Exact speakers, their topics and their order vary year on year, for example, due to the dynamic nature of individual's research programmes as well as staff availability. Speakers and their topics have included:

Prof. Emma Marsden - Educational research, right here, right now and Opening up Science: methodological transparency and replication

Prof. Rob Klassen – Teacher selection and situated judgement tests Dr Eleanor Brown - Education and development

Dr Clementine Beauvais - Literary and cultural representations of child giftedness

Dr Lynda Dunlop – Teaching and learning science in schools

Dr Sally Hancock – Social and cultural contexts of Higher Education Prof. Leah Roberts – The benefits and challenges of bilingualism in the classroom Dr Sarah Olive - Shakespeare in education globally

Prof. Vanita Sundaram – Addressing lad culture in Higher Education Dr Khaled El Ebyary - The impact of testing on learning and teaching

Dr Jeremy Airey – Professional Development and science classrooms

Dr Ursula Lanvers – Motivation among language learners

Prof. Ian Davies – Citizenship education

Dr John Issitt – Against measuring intelligence



Task Length % of module mark
New Directions in Educational Research
N/A 100

Special assessment rules



Task Length % of module mark
New Directions in Educational Research
N/A 100

Module feedback

Exams: The marks are returned to students in line with university policy. Please check the Guide to Assessment, Standards, Marking and Feedback for more information.

Formative assessments

Group chairing: students work in groups of 2-3 to introduce the speaker and to chair the Q&A session once during the module. They will receive verbal feedback from the module leader directly after the session.


Indicative reading

Journal articles, book chapters, textbooks, policy documents as provided/stipulated on the VLE for each session –usually from presenting tutors, their research collaborators or inspirations.

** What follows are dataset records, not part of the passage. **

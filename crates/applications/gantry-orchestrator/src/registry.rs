//! Handle registry with per-resource serialization
//!
//! The registry is the orchestrator's memory of what exists: every
//! deployed handle, its current state, and the last error seen. The
//! outer map lock is held only for insert and lookup; each record has
//! its own lock, and the engine holds that lock across the whole
//! backend call so same-resource operations serialize while different
//! resources proceed in parallel.

use std::collections::HashMap;
use std::sync::Arc;

use serde::Serialize;
use tokio::sync::Mutex;
use tracing::debug;

use gantry_core::{BackendKind, ResourceHandle, ResourceId, ResourceRequest, ResourceState};

/// Everything the orchestrator tracks about one resource
#[derive(Debug)]
pub struct HandleRecord {
    /// Handle as the adapter returned it
    pub handle: ResourceHandle,
    /// Aggregate compute behind the resource, kept for usage reporting
    pub resources: ResourceRequest,
    /// Current state as the orchestrator believes it
    pub state: ResourceState,
    /// Last operation failure, cleared on success
    pub last_error: Option<String>,
}

/// Side-effect-free view of one registry entry
#[derive(Debug, Clone, Serialize)]
pub struct ResourceStatus {
    /// Resource identifier
    pub id: ResourceId,
    /// Backend that owns the resource
    pub backend: BackendKind,
    /// Current state
    pub state: ResourceState,
    /// Last operation failure, if any
    pub last_error: Option<String>,
}

/// Registry of every handle the orchestrator owns
#[derive(Default)]
pub struct HandleRegistry {
    entries: Mutex<HashMap<ResourceId, Arc<Mutex<HandleRecord>>>>,
}

impl HandleRegistry {
    /// Empty registry
    pub fn new() -> Self {
        Self::default()
    }

    /// Track a freshly deployed handle
    pub async fn insert(&self, handle: ResourceHandle, resources: ResourceRequest) {
        let id = handle.id.clone();
        let record = HandleRecord {
            state: handle.state,
            handle,
            resources,
            last_error: None,
        };
        let mut entries = self.entries.lock().await;
        entries.insert(id.clone(), Arc::new(Mutex::new(record)));
        debug!("Registered handle {}", id);
    }

    /// The entry for a resource, to be locked by the caller for the
    /// duration of the operation
    pub async fn entry(&self, id: &ResourceId) -> Option<Arc<Mutex<HandleRecord>>> {
        let entries = self.entries.lock().await;
        entries.get(id).cloned()
    }

    /// Current status of one resource
    pub async fn status(&self, id: &ResourceId) -> Option<ResourceStatus> {
        let entry = self.entry(id).await?;
        let record = entry.lock().await;
        Some(ResourceStatus {
            id: record.handle.id.clone(),
            backend: record.handle.backend,
            state: record.state,
            last_error: record.last_error.clone(),
        })
    }

    /// Status of every tracked resource
    pub async fn statuses(&self) -> Vec<ResourceStatus> {
        let entries: Vec<_> = {
            let entries = self.entries.lock().await;
            entries.values().cloned().collect()
        };
        let mut out = Vec::with_capacity(entries.len());
        for entry in entries {
            let record = entry.lock().await;
            out.push(ResourceStatus {
                id: record.handle.id.clone(),
                backend: record.handle.backend,
                state: record.state,
                last_error: record.last_error.clone(),
            });
        }
        out
    }

    /// IDs of every resource currently in `state`
    pub async fn ids_in_state(&self, state: ResourceState) -> Vec<ResourceId> {
        let entries: Vec<_> = {
            let entries = self.entries.lock().await;
            entries.values().cloned().collect()
        };
        let mut out = Vec::new();
        for entry in entries {
            let record = entry.lock().await;
            if record.state == state {
                out.push(record.handle.id.clone());
            }
        }
        out
    }
}
//! PLAY RECAP parsing
//!
//! The recap block is the runner's summary of what actually happened
//! on each host. Lines look like:
//!
//! ```text
//! PLAY RECAP *********************************************************
//! web1    : ok=5    changed=2    unreachable=0    failed=0    skipped=1
//! ```
//!
//! Counts we do not track (skipped, rescued, ignored) are parsed over
//! and dropped.

use serde::{Deserialize, Serialize};

/// Per-host counts parsed from a PLAY RECAP block
#[derive(Debug, Clone, PartialEq, Eq, Serialize, Deserialize)]
pub struct HostRecap {
    /// Host name as the inventory knows it
    pub host: String,
    /// Tasks that ran cleanly
    pub ok: u32,
    /// Tasks that changed the host
    pub changed: u32,
    /// The host could not be reached at all
    pub unreachable: u32,
    /// Tasks that failed
    pub failed: u32,
}

impl HostRecap {
    /// Recap with zero counts
    pub fn new(host: impl Into<String>) -> Self {
        Self {
            host: host.into(),
            ok: 0,
            changed: 0,
            unreachable: 0,
            failed: 0,
        }
    }

    /// Whether this host makes the run a failure
    pub fn is_failed(&self) -> bool {
        self.failed > 0 || self.unreachable > 0
    }
}

/// Parse every host line of the PLAY RECAP block in `output`
///
/// Returns an empty vec when no recap is present, which callers treat
/// as "fall back to the exit code".
pub fn parse_recap(output: &str) -> Vec<HostRecap> {
    let mut hosts = Vec::new();
    let mut in_recap = false;

    for line in output.lines() {
        if line.trim_start().starts_with("PLAY RECAP") {
            in_recap = true;
            continue;
        }
        if !in_recap {
            continue;
        }

        let Some((host_part, counts_part)) = line.split_once(':') else {
            continue;
        };
        let host = host_part.trim();
        if host.is_empty() {
            continue;
        }

        let mut recap = HostRecap::new(host);
        let mut matched = false;
        for token in counts_part.split_whitespace() {
            let Some((key, value)) = token.split_once('=') else {
                continue;
            };
            let Ok(count) = value.parse::<u32>() else {
                continue;
            };
            matched = true;
            match key {
                "ok" => recap.ok = count,
                "changed" => recap.changed = count,
                "unreachable" => recap.unreachable = count,
                "failed" => recap.failed = count,
                _ => {}
            }
        }
        if matched {
            hosts.push(recap);
        }
    }

    hosts
}

#[cfg(test)]
mod tests {
    use super::*;

    const CLEAN_RUN: &str = "\
PLAY [all] *********************************************************************

TASK [Gathering Facts] *********************************************************
ok: [web1]
ok: [db1]

PLAY RECAP *********************************************************************
web1                       : ok=5    changed=2    unreachable=0    failed=0    skipped=1    rescued=0    ignored=0
db1                        : ok=4    changed=1    unreachable=0    failed=0    skipped=0    rescued=0    ignored=0
";

    const FAILED_RUN: &str = "\
PLAY RECAP *********************************************************************
web1                       : ok=3    changed=1    unreachable=0    failed=2    skipped=0    rescued=0    ignored=0
db1                        : ok=0    changed=0    unreachable=1    failed=0    skipped=0    rescued=0    ignored=0
";

    #[test]
    fn test_parses_all_hosts() {
        let hosts = parse_recap(CLEAN_RUN);
        assert_eq!(hosts.len(), 2);
        assert_eq!(hosts[0].host, "web1");
        assert_eq!(hosts[0].ok, 5);
        assert_eq!(hosts[0].changed, 2);
        assert_eq!(hosts[1].host, "db1");
        assert_eq!(hosts[1].ok, 4);
        assert!(!hosts[0].is_failed());
    }

    #[test]
    fn test_failed_and_unreachable_hosts() {
        let hosts = parse_recap(FAILED_RUN);
        assert_eq!(hosts.len(), 2);
        assert_eq!(hosts[0].failed, 2);
        assert!(hosts[0].is_failed());
        assert_eq!(hosts[1].unreachable, 1);
        assert!(hosts[1].is_failed(), "unreachable counts as failure");
    }

    #[test]
    fn test_no_recap_yields_empty() {
        assert!(parse_recap("TASK [setup] ***\nok: [web1]\n").is_empty());
        assert!(parse_recap("").is_empty());
    }

    #[test]
    fn test_lines_before_recap_are_ignored() {
        let output = "web1 : ok=9 changed=9 failed=9\nPLAY RECAP ****\nweb1 : ok=1 changed=0 unreachable=0 failed=0\n";
        let hosts = parse_recap(output);
        assert_eq!(hosts.len(), 1);
        assert_eq!(hosts[0].ok, 1);
    }
}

The information on this page is indicative of the module that is currently on offer. The University is constantly exploring ways to enhance and improve its degree programmes and therefore reserves the right to make variations to the content and method of delivery of modules, and to discontinue modules, if such action is reasonably considered to be necessary by the University. Where appropriate, the University will notify and consult with affected students in advance about any changes that are required in line with the University's policy on the Approval of Modifications to Existing Taught Programmes of Study.